The second difference was discovered with OPA1. In unstressed cells, certain isoforms of OPA1 are constitutively cleaved by the mitochondrial intermembrane space AAA protease YME1L (Griparic ; Song ). This cleavage removes the amino terminal transmembrane segment to generate a short form of OPA1 (S-OPA1). Isoforms that are not cleaved by YME1L retain their amino terminal transmembrane segment and are called the long form of OPA1 (L-OPA1). Conventional fusion of mitochondrial inner membranes requires the combined actions of S- and L-OPA1 (Song ). Tondera now show that L-OPA1, but not S-OPA1, is required for SIMH. A unique requirement for L-OPA1 is consistent with an earlier report in which it was shown that YME1L siRNA, which leads to an accumulation of L-OPA1, also leads to a fused mitochondrial network (Griparic ). The third difference was noted in the requirements for maintaining intact OPA1. Under adverse conditions, OPA1 is proteolytically inactivated by the actions of an as yet unknown protease (Griparic ). This proteolytic inactivation occurs during apoptosis, but it also occurs when certain scaffolding proteins called prohibitins are not around (Merkwirth ). Tondera now show that SIMH requires a different scaffolding protein, the stomatin-like protein SLP-2, to prevent proteolytic inactivation of OPA1. As the requirements for MFN1 and MFN2 at the mitochondrial outer membrane, the requirements for S- and L-OPA1 at the mitochondrial inner membrane and the scaffolding proteins required for maintaining the integrity of L-OPA1 are all different, one can conclude that there are important differences between SIMH pathway and conventional mitochondrial fusion, consistent with an alternative pathway.
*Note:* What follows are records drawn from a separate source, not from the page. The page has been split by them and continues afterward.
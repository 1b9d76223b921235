pub mod curve;
pub mod surface;

pub use curve::{Arc, Curve, CurveDomain, Segment};
pub use surface::{Cylinder, Plane, Surface, SurfaceDomain};
#[cfg(test)]
#[allow(clippy::unwrap_used)]
mod tests {
    use super::*;

    fn open_axis(lo: f64, hi: f64) -> Axis {
        Axis {
            lo,
            hi,
            closed: false,
        }
    }

    #[test]
    fn quadratic_minimum_is_refined() {
        let mut f = |p: &[f64]| -> Result<f64> { Ok((p[0] - 0.3) * (p[0] - 0.3)) };
        let axes = [open_axis(0.0, 1.0)];
        let report = solve("test", &mut f, &axes, 0, &[32], 1e-10).unwrap();
        assert!(!report.equidistant);
        assert_eq!(report.solutions.len(), 1);
        assert!((report.solutions[0].params[0] - 0.3).abs() < 1e-8);
    }

    #[test]
    fn boundary_maximum_is_not_reported() {
        // Monotonic on [0, 1]: minimum at the left boundary, maximum at the
        // right one. Only the boundary minimum is a solution.
        let mut f = |p: &[f64]| -> Result<f64> { Ok(p[0] * p[0] + 1.0) };
        let axes = [open_axis(0.0, 1.0)];
        let report = solve("test", &mut f, &axes, 0, &[32], 1e-10).unwrap();
        assert_eq!(report.solutions.len(), 1);
        assert!(report.solutions[0].params[0].abs() < 1e-8);
    }

    #[test]
    fn interior_maximum_is_reported() {
        // W-shaped function: two interior minima and one interior maximum.
        let mut f = |p: &[f64]| -> Result<f64> {
            let x = p[0];
            Ok((x * x - 1.0) * (x * x - 1.0))
        };
        let axes = [open_axis(-1.2, 1.2)];
        let report = solve("test", &mut f, &axes, 0, &[64], 1e-10).unwrap();
        assert_eq!(report.solutions.len(), 3, "two minima and one maximum");
    }

    #[test]
    fn constant_function_is_equidistant() {
        let mut f = |_: &[f64]| -> Result<f64> { Ok(4.0) };
        let axes = [open_axis(0.0, 1.0)];
        let report = solve("test", &mut f, &axes, 0, &[16], 1e-10).unwrap();
        assert!(report.equidistant);
        assert_eq!(report.solutions.len(), 1);
    }

    #[test]
    fn two_dimensional_minimum() {
        let mut f = |p: &[f64]| -> Result<f64> {
            Ok((p[0] - 0.5) * (p[0] - 0.5) + (p[1] + 0.25) * (p[1] + 0.25))
        };
        let axes = [open_axis(-1.0, 1.0), open_axis(-1.0, 1.0)];
        let report = solve("test", &mut f, &axes, 1, &[16, 16], 1e-10).unwrap();
        assert!(!report.equidistant);
        assert_eq!(report.solutions.len(), 1);
        assert!((report.solutions[0].params[0] - 0.5).abs() < 1e-8);
        assert!((report.solutions[0].params[1] + 0.25).abs() < 1e-8);
    }
}
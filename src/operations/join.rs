//! Part synchronization operations.
//!
//! All six operations follow the same shape: collect input shapes, invoke
//! a boolean/sewing primitive, resolve each original shape through the
//! rebuilder, write the resolved shapes back into their parts, and report
//! an [`OperationOutcome`]. A part's shape is rewritten only after the
//! primitive and the resolver have both succeeded; identity, assembly
//! membership, and reference curves are never touched.

use std::collections::HashMap;

use tracing::{debug, info, warn};

use crate::error::{OperationError, Result};
use crate::extrema::ExtremaConfig;
use crate::structure::{AssemblyId, Model, PartId, PartKind};
use crate::topology::ShapeId;

use super::adjacency::discover_join_groups;
use super::boolean::{BooleanKernel, SewOptions};
use super::rebuild::ShapeRebuilder;

/// Result of one synchronization operation.
#[derive(Debug)]
pub struct OperationOutcome {
    /// Whether the operation completed. For the per-part operations this
    /// is true only when every part succeeded.
    pub is_done: bool,
    /// The aggregate result shape, when the primitive produces one.
    pub shape: Option<ShapeId>,
    part_status: HashMap<PartId, bool>,
}

impl OperationOutcome {
    fn batch(is_done: bool, shape: Option<ShapeId>) -> Self {
        Self {
            is_done,
            shape,
            part_status: HashMap::new(),
        }
    }

    fn per_part(shape: Option<ShapeId>, part_status: HashMap<PartId, bool>) -> Self {
        Self {
            is_done: part_status.values().all(|&ok| ok),
            shape,
            part_status,
        }
    }

    /// Per-part success of a cut operation; `None` if the part was not an
    /// input of the operation.
    #[must_use]
    pub fn was_cut(&self, part: PartId) -> Option<bool> {
        self.part_status.get(&part).copied()
    }

    /// The per-part success map of a per-part operation; empty for
    /// all-or-nothing batches.
    #[must_use]
    pub fn part_status(&self) -> &HashMap<PartId, bool> {
        &self.part_status
    }
}

/// Fuses two part groups and rebuilds every part of both groups in place.
///
/// # Errors
///
/// Returns an error if a part is unknown, the primitive fails outright, or
/// a rebuild resolves some part's shape to a deletion.
pub fn fuse_parts<K: BooleanKernel>(
    model: &mut Model,
    kernel: &mut K,
    parts: &[PartId],
    tools: &[PartId],
    fuzzy: Option<f64>,
) -> Result<OperationOutcome> {
    let arg_shapes = part_shapes(model, parts)?;
    let tool_shapes = part_shapes(model, tools)?;

    let outcome = kernel.fuse(model.shapes_mut(), &arg_shapes, &tool_shapes, fuzzy)?;

    let rebuilder = ShapeRebuilder::new(&outcome.modifications);
    let mut originals = arg_shapes;
    originals.extend(tool_shapes);
    let resolved = rebuilder.resolve_all(model.shapes_mut(), &originals)?;

    for (&part, new_shape) in parts.iter().chain(tools).zip(resolved) {
        model.part_mut(part)?.set_shape(new_shape);
    }

    info!(parts = parts.len(), tools = tools.len(), done = outcome.is_done, "fused parts");
    Ok(OperationOutcome::batch(outcome.is_done, outcome.shape))
}

/// Fuses parts whose reference curves intersect, group by group.
///
/// Groups are discovered per [`discover_join_groups`]; each discovered
/// main part is fused against all its candidates in one multi-tool call.
/// A group that fails to fuse records failure and does not block the
/// remaining groups. `is_done` is true when at least one group was
/// discovered.
///
/// # Errors
///
/// Returns an error before any geometry is touched if some part is not a
/// surface part, and if discovery itself fails.
pub fn fuse_parts_by_cref<K: BooleanKernel>(
    model: &mut Model,
    kernel: &mut K,
    parts: &[PartId],
    tolerance: Option<f64>,
) -> Result<OperationOutcome> {
    for &part in parts {
        if model.part(part)?.kind() != PartKind::Surface {
            return Err(OperationError::InvalidInput(format!(
                "part {:?} is not a surface part",
                model.part(part)?.name()
            ))
            .into());
        }
    }

    let groups = discover_join_groups(model, parts, tolerance, &ExtremaConfig::default())?;
    let is_done = !groups.is_empty();

    let mut part_status = HashMap::new();
    for group in &groups {
        let joined = match model.fuse_part(group.main, &group.candidates, kernel, None) {
            Ok(joined) => joined,
            Err(err) => {
                warn!(main = ?group.main, error = %err, "join group failed");
                false
            }
        };
        part_status.insert(group.main, joined);
    }

    info!(groups = groups.len(), "fused parts by reference curve");
    Ok(OperationOutcome {
        is_done,
        shape: None,
        part_status,
    })
}

/// Cuts each part with the tool shape, one part at a time.
///
/// Cutting part-by-part is more robust than one batched cut: a part whose
/// cut fails is recorded as such and the loop continues. Every input part
/// has an entry in the outcome's status map; failures are data, never
/// errors.
///
/// # Errors
///
/// Returns an error only if a part is unknown.
pub fn cut_parts<K: BooleanKernel>(
    model: &mut Model,
    kernel: &mut K,
    parts: &[PartId],
    tool: ShapeId,
) -> Result<OperationOutcome> {
    let mut part_status = HashMap::new();
    for &part in parts {
        model.part(part)?;
        let status = match model.cut_part(part, kernel, tool) {
            Ok(status) => status,
            Err(err) => {
                warn!(part = ?part, error = %err, "cut failed");
                false
            }
        };
        debug!(part = ?part, status, "cut part");
        part_status.insert(part, status);
    }
    Ok(OperationOutcome::per_part(None, part_status))
}

/// Sews the parts' shapes and rewrites only the parts the primitive
/// reports as modified; unmodified parts keep their original shape value
/// untouched.
///
/// The working tolerance defaults to the arithmetic mean of the parts'
/// minimum shape tolerances, the maximum tolerance to the maximum of the
/// parts' maximum shape tolerances. Sewing closes free edges and accepts
/// non-manifold results.
///
/// # Errors
///
/// Returns an error if a part is unknown or the primitive fails outright.
pub fn sew_parts<K: BooleanKernel>(
    model: &mut Model,
    kernel: &mut K,
    parts: &[PartId],
    tolerance: Option<f64>,
    max_tolerance: Option<f64>,
) -> Result<OperationOutcome> {
    let shapes = part_shapes(model, parts)?;

    let tolerance = match tolerance {
        Some(tolerance) => tolerance,
        None => {
            let mut sum = 0.0;
            for &shape in &shapes {
                sum += model.shapes().tolerance_min(shape)?;
            }
            #[allow(clippy::cast_precision_loss)]
            let mean = sum / shapes.len().max(1) as f64;
            mean
        }
    };
    let max_tolerance = match max_tolerance {
        Some(max_tolerance) => max_tolerance,
        None => {
            let mut max = 0.0_f64;
            for &shape in &shapes {
                max = max.max(model.shapes().tolerance_max(shape)?);
            }
            max
        }
    };

    let options = SewOptions {
        tolerance,
        max_tolerance,
        cut_free_edges: true,
        non_manifold: true,
    };
    let outcome = kernel.sew(model.shapes_mut(), &shapes, &options)?;

    for (&part, &old) in parts.iter().zip(&shapes) {
        if let Some(new_shape) = outcome.modified(old) {
            model.part_mut(part)?.set_shape(new_shape);
        }
    }

    info!(parts = parts.len(), "sewed parts");
    Ok(OperationOutcome::batch(true, None))
}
Until now, mitochondrial fusion seemed like a monolithic problem begging for a biochemical solution. The discoveries of Tondera add nuance to this problem. What are the specialized functions of MFN1 and MFN2? Why does conventional fusion require S- and L-OPA1, whereas SIMH only needs L-OPA1? Why are different scaffolding proteins involved in OPA1 function? In addition to these mechanistic questions, there are also new questions about regulation. How do different forms of cellular stress converge on the mitochondrial fusion apparatus? Which protein modifications steer the fusion apparatus towards the conventional fusion process and which ones steer it towards SIMH? These types of questions will inevitably change the course of future experiments.